S’agissant d’un procès pénal devant un tribunal correctionnel de droit commun , il est évident que l’empêchement des journalistes et des citoyens venus assister aux débats est illégal et contraire aux prescriptions des articles 285 et 342 du code de procédure pénale qui pose le principe de la publicité des débats .Il ne peut être dérogé à ce principe que si la publicité des débats est dangereuse pour l’ordre public ou pour les mœurs , mais dans cette hypothèse le juge n’ordonnera le huis-clos qu’après avoir rendu un jugement motivé lu à l’audience publique .En dehors de ce cas , toute entrave à l’accès du public à la salle d’audience commise par une personne dépositaire de l’autorité publique peut être considérée comme un acte arbitraire et attentatoire à la liberté d’accès au prétoire qui est puni d’une peine d’emprisonnement en vertu de l’article 107 du code pénal.
Ce procès des deux anciens Premiers ministres où sont aussi impliqués d’autres ministres, inédit dans l’histoire judiciaire de l’Algérie , suscite des interrogations et des questionnements sur la compétence du tribunal de Sidi M’hamed au regard de la qualité de certains prévenus en l’occurrence les deux anciens Premiers ministres. Si la qualité de prévenus de ces derniers est confirmée, ce qui est le cas , la compétence aussi bien matérielle que territoriale du tribunal de Sidi M’hamed pour traiter et juger ce dossier peut être remise en cause.

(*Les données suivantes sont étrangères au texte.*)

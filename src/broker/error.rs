//! Error types for broker produce and receive operations.

use std::{io, path::PathBuf};

use thiserror::Error;

/// Boxed error returned by broker client implementations.
pub type BoxError = Box<dyn std::error::Error + Send + Sync>;

/// Failures reported by a broker client.
#[derive(Debug, Error)]
pub enum BrokerError {
    /// Creating or subscribing a consumer failed.
    #[error("failed to subscribe to topic '{topic}': {source}")]
    Subscribe {
        /// Topic being subscribed to.
        topic: String,
        /// Client error.
        #[source]
        source: BoxError,
    },
    /// A poll call failed.
    #[error("poll failed: {0}")]
    Poll(#[source] BoxError),
    /// Committing consumer offsets failed.
    #[error("offset commit failed: {0}")]
    Commit(#[source] BoxError),
    /// Publishing a record failed.
    #[error("failed to publish to topic '{topic}': {source}")]
    Publish {
        /// Destination topic.
        topic: String,
        /// Client error.
        #[source]
        source: BoxError,
    },
}

/// Errors raised by a produce operation.
#[derive(Debug, Error)]
pub enum ProduceError {
    /// The request has a `records` field that is not a list of records.
    #[error("invalid records list: {0}")]
    InvalidRecords(#[source] serde_json::Error),
    /// The broker client failed.
    #[error(transparent)]
    Broker(#[from] BrokerError),
}

/// Invalid receive configuration. Raised before any broker interaction.
#[derive(Debug, Error, PartialEq, Eq)]
pub enum ConfigurationError {
    /// Synchronous and asynchronous commits were both requested.
    #[error("both commitSync and commitAsync are enabled; at most one may be true")]
    BothCommitModes,
    /// The `consumerLocalConfigs` object could not be read.
    #[error("invalid consumer local configuration: {0}")]
    InvalidLocalConfig(String),
}

/// Errors raised by a receive operation.
#[derive(Debug, Error)]
pub enum ConsumeError {
    /// The receive was misconfigured; no poll was issued.
    #[error(transparent)]
    Configuration(#[from] ConfigurationError),
    /// The broker client failed.
    #[error(transparent)]
    Broker(#[from] BrokerError),
    /// Writing the records dump failed.
    #[error("failed to dump records to {}: {source}", .path.display())]
    Dump {
        /// Requested dump location.
        path: PathBuf,
        /// Underlying I/O failure.
        #[source]
        source: io::Error,
    },
    /// Rendering the result as JSON failed.
    #[error("failed to render consumed records: {0}")]
    Render(#[from] serde_json::Error),
}
#![doc(html_root_url = "https://docs.rs/stepwright/latest")]
//! Public API for the `stepwright` library.
//!
//! This crate runs declarative, multi-step test scenarios against HTTP
//! endpoints, in-process operations and message-broker topics. Steps pass
//! values to later steps through `${$.<step>.<path>}` placeholders and check
//! responses against partial JSON fragments.
//!
//! ```no_run
//! use stepwright::{EngineConfig, ScenarioRunner, ScenarioSpec};
//!
//! # async fn demo() -> Result<(), Box<dyn std::error::Error>> {
//! let scenario = ScenarioSpec::from_file("scenarios/users.json")?;
//! let report = ScenarioRunner::from_config(&EngineConfig::default()).run(&scenario).await;
//! assert!(report.passed());
//! # Ok(())
//! # }
//! ```

pub mod assertion;
pub mod backend;
pub mod broker;
pub mod config;
pub mod correlation;
pub mod dispatch;
pub mod error;
pub mod metrics;
pub mod resolver;
pub mod runner;
pub mod scenario;
pub mod state;

pub use assertion::{AssertionReport, evaluate};
pub use backend::{
    BackendError,
    BackendExecutor,
    HttpExecutor,
    LocalCallExecutor,
    LocalCallRegistry,
    MessageExecutor,
};
pub use config::{ConsumerDefaults, EndpointConfig, EngineConfig};
pub use correlation::CorrelationId;
pub use dispatch::StepDispatcher;
pub use error::{Result, StepError};
pub use metrics::{IDLE_POLLS, RECORDS_CONSUMED, RECORDS_PRODUCED, STEPS_TOTAL};
pub use resolver::{ResolutionError, resolve, resolve_text};
pub use runner::{ScenarioReport, ScenarioRunner, StepOutcome, StepReport};
pub use scenario::{BackendKind, ScenarioSpec, Step};
pub use state::{ScenarioExecutionState, StateError, StepExecutionState};
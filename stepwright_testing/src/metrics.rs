//! Helpers for asserting on recorded metrics.

use metrics_util::debugging::{DebugValue, DebuggingRecorder, Snapshotter};

/// Create a debugging recorder and the snapshotter that reads it.
///
/// Install the recorder with `metrics::with_local_recorder` around the code
/// under test.
#[must_use]
pub fn debugging_recorder() -> (Snapshotter, DebuggingRecorder) {
    let recorder = DebuggingRecorder::new();
    let snapshotter = recorder.snapshotter();
    (snapshotter, recorder)
}

/// Sum of counter `name` across series carrying `label` (or all series when
/// `label` is `None`).
#[must_use]
pub fn counter_value(snapshotter: &Snapshotter, name: &str, label: Option<(&str, &str)>) -> u64 {
    snapshotter
        .snapshot()
        .into_vec()
        .into_iter()
        .filter(|(key, _, _, _)| key.key().name() == name)
        .filter(|(key, _, _, _)| {
            label.is_none_or(|(k, v)| key.key().labels().any(|l| l.key() == k && l.value() == v))
        })
        .map(|(_, _, _, value)| match value {
            DebugValue::Counter(count) => count,
            _ => 0,
        })
        .sum()
}
//! Metric helpers for `stepwright`.
//!
//! This module defines metric names and simple helper functions wrapping
//! the [`metrics`](https://docs.rs/metrics) crate. Without the `metrics`
//! feature the helpers compile to no-ops.

/// Name of the counter tracking executed steps, labelled by `outcome`.
pub const STEPS_TOTAL: &str = "stepwright_steps_total";
/// Name of the counter tracking records fetched by receive steps.
pub const RECORDS_CONSUMED: &str = "stepwright_records_consumed_total";
/// Name of the counter tracking records published by produce steps.
pub const RECORDS_PRODUCED: &str = "stepwright_records_produced_total";
/// Name of the counter tracking polls that returned no records.
pub const IDLE_POLLS: &str = "stepwright_idle_polls_total";

/// Outcome label for step metrics.
#[derive(Clone, Copy, Debug, PartialEq, Eq)]
pub enum Outcome {
    /// Response satisfied the assertions.
    Passed,
    /// Response did not satisfy the assertions.
    AssertionFailed,
    /// The step raised an error.
    Errored,
}

impl Outcome {
    /// Label value used for this outcome.
    #[must_use]
    pub fn as_str(self) -> &'static str {
        match self {
            Outcome::Passed => "passed",
            Outcome::AssertionFailed => "assertion_failed",
            Outcome::Errored => "errored",
        }
    }
}

/// Record a finished step.
#[cfg(feature = "metrics")]
pub fn inc_steps(outcome: Outcome) {
    metrics::counter!(STEPS_TOTAL, "outcome" => outcome.as_str()).increment(1);
}

/// Record a finished step.
#[cfg(not(feature = "metrics"))]
pub fn inc_steps(_outcome: Outcome) {}

/// Record an empty poll.
#[cfg(feature = "metrics")]
pub fn inc_idle_polls() { metrics::counter!(IDLE_POLLS).increment(1); }

/// Record an empty poll.
#[cfg(not(feature = "metrics"))]
pub fn inc_idle_polls() {}

/// Record fetched records.
#[cfg(feature = "metrics")]
pub fn add_records_consumed(count: usize) {
    metrics::counter!(RECORDS_CONSUMED).increment(count as u64);
}

/// Record fetched records.
#[cfg(not(feature = "metrics"))]
pub fn add_records_consumed(_count: usize) {}

/// Record published records.
#[cfg(feature = "metrics")]
pub fn add_records_produced(count: usize) {
    metrics::counter!(RECORDS_PRODUCED).increment(count as u64);
}

/// Record published records.
#[cfg(not(feature = "metrics"))]
pub fn add_records_produced(_count: usize) {}
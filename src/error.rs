//! Canonical error and result types for step execution.
//!
//! Every failure raised while running a single step folds into
//! [`StepError`]. The runner turns it into an errored step report instead of
//! propagating it, so callers only see these values inside reports or when
//! driving steps by hand.

use thiserror::Error;

use crate::{backend::BackendError, resolver::ResolutionError, state::StateError};

/// Failure of one step, distinct from an assertion mismatch.
#[derive(Debug, Error)]
pub enum StepError {
    /// A placeholder could not be resolved.
    #[error(transparent)]
    Resolution(#[from] ResolutionError),
    /// The backend call failed.
    #[error(transparent)]
    Backend(#[from] BackendError),
    /// The step could not be recorded in the scenario state.
    #[error(transparent)]
    State(#[from] StateError),
}

/// Result alias used by step execution.
pub type Result<T> = std::result::Result<T, StepError>;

Tourt d’abord il est indéniable que les infractions reprochées aux deux anciens Premiers ministres notamment celles de corruption passive et d’octroi d’indus avantages ont été commises à l’occasion de l’exercice de leurs fonction , et en conséquence toute poursuite pénale et éventuellement le renvoi devant une juridiction de jugement doit prendre en compte et cette qualité de Premier ministre et la circonstance que les faits qui leur sont reprochés ont été commis à l’occasion de l’exercice de leurs fonctions .C’est pour cette raison que l’instruction de ce dossier a été confiée non pas à un juge d’instruction du tribunal mais à un membre de la Cour Suprême et ce en application de l’article 573 du code de procédure pénale.
Pour les ministres poursuivis dans le même dossier , la question de la compétence matérielle du tribunal correctionnel de première instance pour les juger ne se pose pas puisque l’article 574 du même code reconnaît cette compétence .Mais s’agissant d’un Premier ministre, il en est autrement. La juridiction compétente matériellement pour juger un Premier ministre a été déterminée non pas par le code de procédure pénale ou le code de l’organisation judiciaire mais par la Constitution. L’article 177 de la Constitution dispose qu’ « il est institué une Haute Cour de l’Etat pour connaître… des crimes et délits du Premier ministre commis dans l’exercice de ses fonctions » .L’Algérie à l’instar de pratiquement tous les pays du monde a donc opté pour un traitement constitutionnel de la répression pénal du Premier ministre au même titre que le chef de l’Etat.En conséquence ,le jugement d’un Premier ministre ( comme le jugement du Président de la République ) est soustrait à la juridiction de droit commun c’est à dire au tribunal et confié à une juridiction spéciale : La Haute Cour de l’Etat
Du moment que Les deux anciens Premiers ministres ont commis les actes délictueux qui leur sont reprochés dans l’exercice de leur fonction, il est juridiquement de leur droit de revendiquer leur jugement par la Haute Cour de l’Etat et ce en application de l’article 177 de la Constitution.L’organisation et le fonctionnement de cette Haute Cour de l’Etat ainsi que les procédures de jugement devaient être précisés par une loi organique à laquelle a renvoyé l’article 177 alinéa 2 de la Constitution .Le problème est que cette loi organique n’a jamais vu le jour , et par conséquent la Haute Cour de l’Etat censée juger le Président de la République et le Premier Ministre n’existe pas.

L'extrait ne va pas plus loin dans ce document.